Each May, the RIT campus comes alive. Various groups, teams and organizations emerge from labs across campus to present projects unique, bizarre and fascinating in their own way. People with a wide array of talents contribute their blood, sweat and tears to work as part of something greater than themselves.
Here’s my view: This cross-disciplinary collaboration is fantastic, but we need more. Not only will it increase our likelihood of finding jobs, expanding our creative horizons will make us happier and more productive.
There is no shortage of opportunities to get involved. Imagine RIT is a fantastic, brilliant creation. The Institute’s Center for Student Innovation has led to some groundbreaking projects, some of which have garnered serious attention, and its quarterly research symposiums stand as testament to some genuinely fantastic research.
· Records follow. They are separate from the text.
//! algae-learning: per-species biomass models for macroalgae cultivation.
//!
//! This crate turns the typed observations of [`algae_processing`] into one
//! ridge polynomial regression model per algae species, persists the fitted
//! encoders and models, and serves biomass predictions from them.
//!
//! # Features
//!
//! - **Feature encoding**: standardized environmental inputs plus season
//!   indicators, expanded to polynomial terms ([`FeatureEncoder`])
//! - **Species models**: ridge regression with a seeded holdout split and
//!   R²/RMSE/MAE/MSE metrics ([`SpeciesModel`])
//! - **Training runs**: every species of a dataset trained, skipped or
//!   recorded as failed, with progress callbacks ([`Trainer`])
//! - **Prediction**: seasonal defaults for missing inputs, cached models and
//!   monthly projections ([`PredictionService`])
//! - **Artifacts**: versioned JSON documents in a directory or in memory
//!   ([`ArtifactStore`])
//!
//! # Quick Start
//!
//! ```rust,ignore
//! use algae_learning::{
//!     FsArtifactStore, PredictionRequest, PredictionService, SeasonalDefaults, Trainer,
//!     TrainingConfig,
//! };
//! use algae_processing::DatasetLoader;
//! use std::sync::Arc;
//!
//! let dataset = DatasetLoader::new().load_csv("dataset_completo.csv")?;
//! let store = Arc::new(FsArtifactStore::new("trained_models"));
//!
//! let trainer = Trainer::builder()
//!     .config(TrainingConfig::builder().min_samples(30).build()?)
//!     .store(store.clone())
//!     .build()?;
//! let summary = trainer.train_all(dataset.observations())?;
//! println!("{}", summary.render_report());
//!
//! let service = PredictionService::new(store, SeasonalDefaults::default());
//! let prediction = service.predict(&PredictionRequest::new("Ulva lactuca", "Bahía", "2025-07-15"))?;
//! println!("{} g/m²", prediction.estimate);
//! ```
//!
//! # Error Handling
//!
//! Fallible operations return [`Result<T, LearningError>`](LearningError).
//! Problems with one species during a training run do not fail the run;
//! they are recorded in the [`TrainingSummary`] as `skipped` or `error`.
//!
//! # Thread Safety
//!
//! [`PredictionService`] is `Send + Sync` and can be shared behind an `Arc`.
//! Loaded models are immutable and cached behind a read-write lock.

pub mod artifacts;
pub mod config;
pub mod defaults;
pub mod encoder;
pub mod error;
pub mod metrics;
pub mod model;
pub mod prediction;
pub mod progress;
pub mod trainer;

pub use artifacts::{
    ArtifactStore, FsArtifactStore, MemoryArtifactStore, SCHEMA_VERSION, SUMMARY_KEY, encoder_key,
    model_key, safe_name,
};
pub use config::{ConfigValidationError, TrainingConfig, TrainingConfigBuilder};
pub use defaults::{
    DEFAULT_DIN_BAND, DEFAULT_NT_BAND, DefaultsProfile, NutrientDefaults, ResolvedInputs,
    SeasonalDefaults,
};
pub use encoder::{EncoderArtifact, FeatureEncoder, FeatureInfo, FeatureMatrix, FeatureSource};
pub use error::{LearningError, Result};
pub use metrics::{MetricKind, Metrics, SplitMetrics};
pub use model::{ModelArtifact, SpeciesModel};
pub use prediction::{
    CatalogEntry, Confidence, InputsUsed, LoadedSpecies, ModelCache, MonthlyProjection, Prediction,
    PredictionRequest, PredictionService, SpeciesInfo, parse_request_date,
};
pub use progress::{
    ClosureProgressReporter, NoopReporter, ProgressReporter, ProgressUpdate, TrainingStage,
};
pub use trainer::{
    RankedModel, SpeciesOutcome, SummaryCounts, Trainer, TrainerBuilder, TrainingSummary,
    best_models,
};
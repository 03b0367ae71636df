//! Macroalgae Biomass Dataset Library
//!
//! Loading, reshaping and querying of spreadsheet-derived macroalgae biomass
//! observations, built on Polars.
//!
//! # Overview
//!
//! - **Loading**: CSV files, readers or `DataFrame`s become typed
//!   [`Observation`]s, with Spanish/English header aliases and spreadsheet
//!   error markers handled on the way in
//! - **Assembly**: the biomass, nutrient and temperature sheets of the field
//!   laboratory are melted and joined into the same long table
//! - **Queries**: species and site listings, per-species filtering and a
//!   dataset summary with biomass statistics
//!
//! # Quick Start
//!
//! ```rust,ignore
//! use algae_processing::DatasetLoader;
//!
//! let dataset = DatasetLoader::new().load_csv("dataset_completo.csv")?;
//!
//! println!("{} observations", dataset.len());
//! for species in dataset.species_list() {
//!     let stats = dataset.species_stats(&species)?;
//!     println!("{species}: {stats:?}");
//! }
//!
//! let report = dataset.report();
//! println!("dropped {} rows with missing values", report.dropped_missing);
//! ```
//!
//! # Assembling the laboratory sheets
//!
//! ```rust,ignore
//! use algae_processing::SheetAssembler;
//!
//! let dataset = SheetAssembler::new().assemble_csv(
//!     "HojaBiomasa.csv",
//!     "HojaNutrientes.csv",
//!     "HojaTemperaturas.csv",
//! )?;
//! dataset.write_csv("dataset_completo.csv")?;
//! ```

pub mod assembly;
pub mod dataset;
pub mod error;
pub mod loader;
pub mod statistics;
pub mod types;
pub mod utils;

// Re-exports for convenient access
pub use assembly::{NutrientRange, SheetAssembler};
pub use dataset::Dataset;
pub use error::{ProcessingError, Result as ProcessingResult, ResultExt};
pub use loader::{ColumnMap, DatasetLoader, Field};
pub use types::{
    BiomassStats, DatasetSummary, DateRange, EnvironmentalConditions, LoadReport, Month,
    Observation, Season,
};
pub use utils::{
    clean_numeric_string, is_error_marker, parse_date_cell, parse_integer_cell, parse_numeric_cell,
};

// Loaded data is shared read-only across threads by downstream services.
static_assertions::assert_impl_all!(Dataset: Send, Sync);
static_assertions::assert_impl_all!(Observation: Send, Sync);
//! Custom error types for dataset loading and reshaping.
//!
//! This module provides the error hierarchy using `thiserror` for the
//! loader, the wide-sheet assembly and the dataset queries.
//!
//! Errors are serializable so a surrounding API layer can forward them
//! as `{code, message}` documents.

use serde::Serialize;
use serde::ser::SerializeStruct;
use thiserror::Error;

/// The main error type for dataset processing.
#[derive(Error, Debug)]
pub enum ProcessingError {
    /// The source is not a table, or lacks the headers the loader needs.
    #[error("Data format error: {0}")]
    DataFormat(String),

    /// Column was not found in the dataset.
    #[error("Column '{0}' not found in dataset")]
    ColumnNotFound(String),

    /// A single cell could not be interpreted.
    #[error("Invalid value '{value}' in column '{column}'")]
    InvalidValue { column: String, value: String },

    /// IO error wrapper.
    #[error("IO error: {0}")]
    Io(#[from] std::io::Error),

    /// Polars error wrapper.
    #[error("Polars error: {0}")]
    Polars(#[from] polars::error::PolarsError),

    /// JSON serialization/deserialization error.
    #[error("JSON error: {0}")]
    Json(#[from] serde_json::Error),

    /// Generic error with context.
    #[error("{context}: {source}")]
    WithContext {
        context: String,
        #[source]
        source: Box<ProcessingError>,
    },
}

impl ProcessingError {
    /// Add context to an error.
    pub fn with_context(self, context: impl Into<String>) -> Self {
        ProcessingError::WithContext {
            context: context.into(),
            source: Box::new(self),
        }
    }

    /// Get error code for API-layer handling.
    pub fn error_code(&self) -> &'static str {
        match self {
            Self::DataFormat(_) => "DATA_FORMAT_ERROR",
            Self::ColumnNotFound(_) => "COLUMN_NOT_FOUND",
            Self::InvalidValue { .. } => "INVALID_VALUE",
            Self::Io(_) => "IO_ERROR",
            Self::Polars(_) => "POLARS_ERROR",
            Self::Json(_) => "JSON_ERROR",
            Self::WithContext { source, .. } => source.error_code(),
        }
    }

    /// Check if this error means the source itself is malformed.
    pub fn is_data_format(&self) -> bool {
        match self {
            Self::DataFormat(_) | Self::ColumnNotFound(_) => true,
            Self::WithContext { source, .. } => source.is_data_format(),
            _ => false,
        }
    }
}

/// Errors are serialized as a struct with `code` and `message` fields.
impl Serialize for ProcessingError {
    fn serialize<S>(&self, serializer: S) -> std::result::Result<S::Ok, S::Error>
    where
        S: serde::Serializer,
    {
        let mut state = serializer.serialize_struct("ProcessingError", 2)?;
        state.serialize_field("code", &self.error_code())?;
        state.serialize_field("message", &self.to_string())?;
        state.end()
    }
}

/// Result type alias for processing operations.
pub type Result<T> = std::result::Result<T, ProcessingError>;

/// Extension trait for adding context to Results.
pub trait ResultExt<T> {
    /// Add context to an error result.
    fn context(self, context: impl Into<String>) -> Result<T>;
}

impl<T> ResultExt<T> for Result<T> {
    fn context(self, context: impl Into<String>) -> Result<T> {
        self.map_err(|e| e.with_context(context))
    }
}

impl<T> ResultExt<T> for std::result::Result<T, polars::error::PolarsError> {
    fn context(self, context: impl Into<String>) -> Result<T> {
        self.map_err(|e| ProcessingError::Polars(e).with_context(context))
    }
}

#[cfg(test)]
mod tests {
    use super::*;

    #[test]
    fn test_error_code() {
        assert_eq!(
            ProcessingError::DataFormat("no header".to_string()).error_code(),
            "DATA_FORMAT_ERROR"
        );
        assert_eq!(
            ProcessingError::ColumnNotFound("Biomass".to_string()).error_code(),
            "COLUMN_NOT_FOUND"
        );
    }

    #[test]
    fn test_is_data_format_through_context() {
        let error = ProcessingError::DataFormat("bad".to_string()).with_context("Loading sheet");
        assert!(error.is_data_format());
        assert!(!ProcessingError::Io(std::io::Error::other("disk")).is_data_format());
    }

    #[test]
    fn test_error_serialization() {
        let error = ProcessingError::ColumnNotFound("Temperature".to_string());
        let json = serde_json::to_string(&error).unwrap();
        assert!(json.contains("COLUMN_NOT_FOUND"));
        assert!(json.contains("Temperature"));
    }

    #[test]
    fn test_with_context() {
        let error =
            ProcessingError::ColumnNotFound("Site".to_string()).with_context("During assembly");
        assert!(error.to_string().contains("During assembly"));
        assert_eq!(error.error_code(), "COLUMN_NOT_FOUND");
    }
}
fn nutrient_table(df: &DataFrame) -> Result<HashMap<(String, Season), SiteNutrients>> {
    let sites = text_cells(df, &require_header(df, &["site", "sitio"], "site")?)?;
    let kinds = text_cells(df, &require_header(df, &["nutrient"], "nutrient")?)?;

    let season_columns: Vec<(Season, Vec<Option<String>>)> = Season::ALL
        .into_iter()
        .filter_map(|season| {
            find_header(df, &[season.sheet_label()]).map(|name| (season, name))
        })
        .map(|(season, name)| Ok((season, text_cells(df, &name)?)))
        .collect::<Result<_>>()?;

    if season_columns.is_empty() {
        return Err(ProcessingError::DataFormat(
            "no season columns (cold_season, dry_season, rainy_season)".to_string(),
        ));
    }

    let mut table: HashMap<(String, Season), SiteNutrients> = HashMap::new();
    for row in 0..df.height() {
        let Some(site) = cell(&sites, row) else {
            continue;
        };
        let kind = cell(&kinds, row).map(str::to_ascii_uppercase);

        for (season, cells) in &season_columns {
            let parsed = match cell(cells, row) {
                Some(text) => NutrientRange::parse(text)?,
                None => None,
            };
            let Some(range) = parsed else {
                continue;
            };
            let entry = table.entry((site.to_string(), *season)).or_default();
            match kind.as_deref() {
                Some("DIN") => entry.din = Some(range),
                Some("NT") => entry.nt = Some(range),
                other => debug!("Ignoring nutrient row {:?} for site {}", other, site),
            }
        }
    }
    Ok(table)
}

fn temperature_table(df: &DataFrame) -> Result<HashMap<(String, Month), f64>> {
    let site_header = require_header(df, &["site", "sitio"], "Site")?;
    let sites = text_cells(df, &site_header)?;

    let mut month_columns = Vec::new();
    for name in df.get_column_names() {
        if name.as_str() == site_header {
            continue;
        }
        if let Ok(month) = name.trim().parse::<Month>() {
            month_columns.push((month, text_cells(df, name)?));
        }
    }

    let mut table = HashMap::new();
    for row in 0..df.height() {
        let Some(site) = cell(&sites, row) else {
            continue;
        };
        for (month, cells) in &month_columns {
            if let Some(value) = cell(cells, row).and_then(parse_numeric_cell) {
                table.insert((site.to_string(), *month), value);
            }
        }
    }
    Ok(table)
}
College is chaotic, messy and beautiful — though not in the way pop culture would have you believe. This includes the embarrassing mistakes, follies and opportunities for change we experience along the road.
These mistakes and decisions can affect us for the next 40 years. It’s a path I’m all too familiar with. During my second year I switched from Computer Science to New Media Publishing. In the years since, I haven’t looked back.
My journey was a long one. It began my first quarter here, when I realized that CS was not for me. Early on, however, I accepted it; I was too afraid to leave my comfort zone and explore my options. And while I eventually branched out and found my place, I wonder about others who have not had the same opportunities. I’m certain there are others like me, who are still unsure of their role in life.
Both Imagine RIT and the Center for Student Innovation are truly unique. However, their primary draw is to students already interested in getting involved — those who have likely discovered their passion and desire to achieve something with it. But how many of the Institute’s 15,000 students are taking part?
Recent Institute changes have worked to help create an environment for wider collaboration. Orientation groups, once separated by colleges, now feature students from across the Institute. Many newly-constructed spaces around campus facilitate teamwork. However, we’ve got a long road ahead of us. When faced with the unsure, the sort of innovation present at Imagine RIT is all the more necessary in the classroom.
Part of the onus is also on my fellow student leaders: I urge you to encourage students to expand their horizons and become involved in clubs or organizations.
Lastly, you, the reader, also have a responsibility: Live your life fearlessly As graduates, many of you will be entering a tough job market. And while RIT has done what it can to prepare you, the classroom is only half the battle. The more you’ve experienced beforehand, the better you will be able to adapt to the situations ahead.